After the best subsets regression and prior to the full standard regression analysis, the selected parameters were included in screening for multivariate outliers using
Mahalanobis distance. A level of p < 0.001 was set as the cut-off for detecting multivariate outliers as recommended by Tabachnick and Fidell (1996). As this cut- off is different for analyses with different numbers of independent variables, the exact cut-off value is reported in the relevant Results section.

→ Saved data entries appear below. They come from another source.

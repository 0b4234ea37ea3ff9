//! The reference-document seam.
//!
//! Rasterization and text-layout queries against the annotated document
//! (PDF, EPUB) are external capabilities; the extractor consumes them
//! behind this trait so tests and callers can supply their own backend.

use crate::error::Result;
use crate::geom::Bounds;

/// A rendered page raster.
pub type Raster = image::RgbaImage;

/// The bounding box of one laid-out word on a reference page, in the
/// same pixel space as the rendered raster.
#[derive(Debug, Clone, Copy, PartialEq)]
pub struct WordBox {
    pub x_min: f64,
    pub y_min: f64,
    pub x_max: f64,
    pub y_max: f64,
}

impl WordBox {
    /// The word box as a [`Bounds`] rectangle.
    pub fn bounds(&self) -> Bounds {
        Bounds {
            x_min: self.x_min,
            y_min: self.y_min,
            x_max: self.x_max,
            y_max: self.y_max,
        }
    }
}

/// Capabilities of the document a note annotates.
///
/// `Sync` so pages can be processed in parallel against one backend.
pub trait ReferenceDocument: Sync {
    /// Number of pages in the reference document.
    fn page_count(&self) -> usize;

    /// Render one page to a raster at the given DPI.
    fn render_page(&self, page_index: usize, dpi: u32) -> Result<Raster>;

    /// Word boxes intersecting a rectangle of the rendered page, in
    /// raster pixel space. Used by the optional snap-to-text crop
    /// refinement; an empty result leaves the crop rectangle as-is.
    fn words_in_rect(&self, page_index: usize, rect: &Bounds) -> Vec<WordBox>;
}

At the completion of the full regression, influential observations (i.e. observations with a notable influence on the R2 value) were assessed. This was performed using two diagnostic tests. Residuals were examined for each case with a residual value of greater than two considered an outlier (Pedhazur, 1997). DFit, the standardized
difference in predicted value with that case removed, was also examined. Cases with a larger DFit influence R2 values more substantially and need to be examined further
(DFit > 1 considered influential, Pedhazur, 1997). This assessment identified cases that either increased or decreased the R2 result substantially.
Where outliers or influential cases existed, the analysis was performed with these cases removed to examine their influence on the result.
Examples of the use of these screening methods are presented in Results section 5.3.1.2.